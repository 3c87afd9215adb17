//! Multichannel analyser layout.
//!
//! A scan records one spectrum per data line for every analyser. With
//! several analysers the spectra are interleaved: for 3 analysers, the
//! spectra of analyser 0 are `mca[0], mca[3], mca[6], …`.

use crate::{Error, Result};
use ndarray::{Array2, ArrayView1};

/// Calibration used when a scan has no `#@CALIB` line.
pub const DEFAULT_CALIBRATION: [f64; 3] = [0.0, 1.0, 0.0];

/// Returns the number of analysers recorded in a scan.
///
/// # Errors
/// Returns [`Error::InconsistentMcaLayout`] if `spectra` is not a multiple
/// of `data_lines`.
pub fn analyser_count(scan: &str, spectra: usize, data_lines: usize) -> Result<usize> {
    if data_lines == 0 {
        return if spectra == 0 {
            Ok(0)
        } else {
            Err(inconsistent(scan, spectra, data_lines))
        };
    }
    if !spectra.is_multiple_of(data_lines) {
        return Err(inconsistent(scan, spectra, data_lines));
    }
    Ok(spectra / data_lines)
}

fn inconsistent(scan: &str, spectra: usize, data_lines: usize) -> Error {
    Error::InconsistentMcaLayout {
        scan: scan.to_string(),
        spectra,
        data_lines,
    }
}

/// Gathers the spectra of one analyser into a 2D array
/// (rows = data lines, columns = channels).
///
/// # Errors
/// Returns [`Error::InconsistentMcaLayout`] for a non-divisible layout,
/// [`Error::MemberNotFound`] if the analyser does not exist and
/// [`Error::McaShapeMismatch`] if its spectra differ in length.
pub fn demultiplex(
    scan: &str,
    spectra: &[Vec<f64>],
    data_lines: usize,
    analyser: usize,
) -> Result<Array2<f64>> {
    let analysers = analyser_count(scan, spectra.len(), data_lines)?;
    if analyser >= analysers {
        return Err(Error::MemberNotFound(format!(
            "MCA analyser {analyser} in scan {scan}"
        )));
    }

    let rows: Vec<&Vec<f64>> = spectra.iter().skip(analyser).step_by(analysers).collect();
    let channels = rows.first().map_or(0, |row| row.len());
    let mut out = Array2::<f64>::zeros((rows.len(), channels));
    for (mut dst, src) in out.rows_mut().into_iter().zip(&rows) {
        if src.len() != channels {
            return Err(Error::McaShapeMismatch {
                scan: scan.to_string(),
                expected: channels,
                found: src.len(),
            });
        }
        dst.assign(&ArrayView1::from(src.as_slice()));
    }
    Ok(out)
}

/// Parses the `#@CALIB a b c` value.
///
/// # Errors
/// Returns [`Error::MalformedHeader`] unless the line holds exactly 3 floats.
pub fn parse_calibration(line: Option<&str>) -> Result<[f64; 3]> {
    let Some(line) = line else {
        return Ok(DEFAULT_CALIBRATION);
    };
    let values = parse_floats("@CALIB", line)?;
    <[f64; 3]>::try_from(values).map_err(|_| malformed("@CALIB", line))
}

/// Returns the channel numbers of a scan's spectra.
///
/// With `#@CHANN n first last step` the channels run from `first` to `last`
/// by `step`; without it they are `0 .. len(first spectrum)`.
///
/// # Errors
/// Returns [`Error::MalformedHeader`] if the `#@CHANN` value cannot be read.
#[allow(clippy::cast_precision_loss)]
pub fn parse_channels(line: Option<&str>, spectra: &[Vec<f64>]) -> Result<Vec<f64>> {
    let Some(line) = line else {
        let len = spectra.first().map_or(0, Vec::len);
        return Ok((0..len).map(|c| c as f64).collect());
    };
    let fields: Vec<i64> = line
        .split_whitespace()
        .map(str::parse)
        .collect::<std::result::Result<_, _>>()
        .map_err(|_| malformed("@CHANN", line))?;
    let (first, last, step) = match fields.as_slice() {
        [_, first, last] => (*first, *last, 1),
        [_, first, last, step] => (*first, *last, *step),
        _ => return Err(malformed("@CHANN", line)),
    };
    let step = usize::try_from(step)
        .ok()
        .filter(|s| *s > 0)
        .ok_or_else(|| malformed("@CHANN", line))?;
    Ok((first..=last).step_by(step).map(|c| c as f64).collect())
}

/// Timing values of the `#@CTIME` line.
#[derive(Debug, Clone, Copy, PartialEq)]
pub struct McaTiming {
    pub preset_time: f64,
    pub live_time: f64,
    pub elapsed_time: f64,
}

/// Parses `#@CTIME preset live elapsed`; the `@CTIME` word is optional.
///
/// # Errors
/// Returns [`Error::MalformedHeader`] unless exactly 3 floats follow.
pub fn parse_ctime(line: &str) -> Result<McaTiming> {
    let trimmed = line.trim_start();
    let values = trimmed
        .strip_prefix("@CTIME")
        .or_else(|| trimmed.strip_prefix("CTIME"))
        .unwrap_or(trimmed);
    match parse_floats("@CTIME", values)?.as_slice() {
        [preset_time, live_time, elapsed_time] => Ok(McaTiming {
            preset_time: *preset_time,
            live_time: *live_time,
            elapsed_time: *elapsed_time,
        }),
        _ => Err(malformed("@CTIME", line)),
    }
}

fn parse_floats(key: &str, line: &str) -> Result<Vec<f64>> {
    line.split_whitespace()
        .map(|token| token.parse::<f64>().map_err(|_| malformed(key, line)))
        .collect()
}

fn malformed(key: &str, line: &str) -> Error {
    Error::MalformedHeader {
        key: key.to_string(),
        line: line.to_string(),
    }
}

+ + + + + + +

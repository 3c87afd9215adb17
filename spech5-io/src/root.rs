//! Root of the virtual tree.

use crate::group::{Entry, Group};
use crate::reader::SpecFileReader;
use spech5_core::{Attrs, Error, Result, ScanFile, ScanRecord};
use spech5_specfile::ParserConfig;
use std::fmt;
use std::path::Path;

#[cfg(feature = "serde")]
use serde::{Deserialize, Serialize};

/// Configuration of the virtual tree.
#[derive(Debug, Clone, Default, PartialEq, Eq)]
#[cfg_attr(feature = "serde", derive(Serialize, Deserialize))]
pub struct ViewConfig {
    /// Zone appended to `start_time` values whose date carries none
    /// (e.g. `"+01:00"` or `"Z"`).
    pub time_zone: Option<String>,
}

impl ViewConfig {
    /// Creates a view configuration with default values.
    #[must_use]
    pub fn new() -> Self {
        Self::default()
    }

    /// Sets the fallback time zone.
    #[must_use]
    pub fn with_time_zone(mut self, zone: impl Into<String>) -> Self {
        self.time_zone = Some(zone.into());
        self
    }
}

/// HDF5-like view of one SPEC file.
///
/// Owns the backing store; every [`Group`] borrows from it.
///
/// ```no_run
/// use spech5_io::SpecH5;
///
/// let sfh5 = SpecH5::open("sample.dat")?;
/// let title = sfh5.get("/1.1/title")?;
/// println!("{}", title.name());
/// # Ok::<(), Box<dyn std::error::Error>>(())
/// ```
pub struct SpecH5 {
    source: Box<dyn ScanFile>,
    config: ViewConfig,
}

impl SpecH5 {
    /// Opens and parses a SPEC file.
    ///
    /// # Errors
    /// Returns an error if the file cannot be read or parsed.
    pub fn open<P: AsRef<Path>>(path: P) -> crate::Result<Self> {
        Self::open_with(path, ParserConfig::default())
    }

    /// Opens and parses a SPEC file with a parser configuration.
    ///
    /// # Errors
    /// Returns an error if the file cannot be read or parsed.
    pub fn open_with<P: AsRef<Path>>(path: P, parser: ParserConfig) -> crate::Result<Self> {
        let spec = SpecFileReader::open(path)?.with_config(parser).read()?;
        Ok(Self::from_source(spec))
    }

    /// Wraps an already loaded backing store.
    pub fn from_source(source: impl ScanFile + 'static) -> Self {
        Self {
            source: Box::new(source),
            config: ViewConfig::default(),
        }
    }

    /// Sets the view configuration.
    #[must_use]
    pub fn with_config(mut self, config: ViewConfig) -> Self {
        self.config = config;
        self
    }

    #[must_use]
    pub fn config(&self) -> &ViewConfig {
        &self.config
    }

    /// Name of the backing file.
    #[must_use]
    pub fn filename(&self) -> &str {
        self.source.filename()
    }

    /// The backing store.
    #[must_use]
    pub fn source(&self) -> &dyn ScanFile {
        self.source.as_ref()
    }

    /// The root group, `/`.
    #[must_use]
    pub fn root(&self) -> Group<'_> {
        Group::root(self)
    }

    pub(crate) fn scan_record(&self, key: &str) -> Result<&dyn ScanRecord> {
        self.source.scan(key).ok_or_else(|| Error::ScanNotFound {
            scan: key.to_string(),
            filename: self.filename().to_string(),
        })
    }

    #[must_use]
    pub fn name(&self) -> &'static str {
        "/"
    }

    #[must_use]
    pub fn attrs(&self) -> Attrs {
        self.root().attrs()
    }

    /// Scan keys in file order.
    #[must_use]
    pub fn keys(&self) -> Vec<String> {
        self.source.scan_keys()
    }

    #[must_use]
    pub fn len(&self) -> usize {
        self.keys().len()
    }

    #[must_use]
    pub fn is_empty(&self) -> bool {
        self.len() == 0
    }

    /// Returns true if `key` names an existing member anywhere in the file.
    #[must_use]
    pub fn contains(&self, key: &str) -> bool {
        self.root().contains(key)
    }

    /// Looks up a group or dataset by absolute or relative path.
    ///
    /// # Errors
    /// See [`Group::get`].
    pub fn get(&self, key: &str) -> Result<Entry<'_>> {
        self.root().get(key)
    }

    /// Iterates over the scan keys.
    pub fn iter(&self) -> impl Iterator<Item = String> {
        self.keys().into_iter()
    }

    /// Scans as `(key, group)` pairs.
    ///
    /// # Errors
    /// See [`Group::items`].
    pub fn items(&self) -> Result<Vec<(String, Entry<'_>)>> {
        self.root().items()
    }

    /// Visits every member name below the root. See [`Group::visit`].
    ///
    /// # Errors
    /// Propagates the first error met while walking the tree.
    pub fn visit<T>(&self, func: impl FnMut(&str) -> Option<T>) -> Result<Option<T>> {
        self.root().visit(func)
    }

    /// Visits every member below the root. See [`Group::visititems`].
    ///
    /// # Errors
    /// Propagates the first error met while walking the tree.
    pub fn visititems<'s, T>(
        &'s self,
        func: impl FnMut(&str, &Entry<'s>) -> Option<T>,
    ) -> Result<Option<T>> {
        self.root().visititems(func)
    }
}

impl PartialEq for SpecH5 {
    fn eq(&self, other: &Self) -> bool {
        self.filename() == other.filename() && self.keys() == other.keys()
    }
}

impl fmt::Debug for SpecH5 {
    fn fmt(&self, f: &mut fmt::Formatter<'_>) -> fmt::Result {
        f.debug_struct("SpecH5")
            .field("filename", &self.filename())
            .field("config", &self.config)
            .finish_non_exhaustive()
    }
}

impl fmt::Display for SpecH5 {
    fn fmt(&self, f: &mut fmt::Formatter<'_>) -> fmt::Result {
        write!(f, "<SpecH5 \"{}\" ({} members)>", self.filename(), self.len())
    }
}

+ + + + + + +

Only the lines of the data holding the string "MalformedHeader" are wanted; copy each of them.

/// Returns [`Error::MalformedHeader`] unless the line holds exactly 3 floats.
/// Returns [`Error::MalformedHeader`] if the `#@CHANN` value cannot be read.
/// Returns [`Error::MalformedHeader`] unless exactly 3 floats follow.
    Error::MalformedHeader {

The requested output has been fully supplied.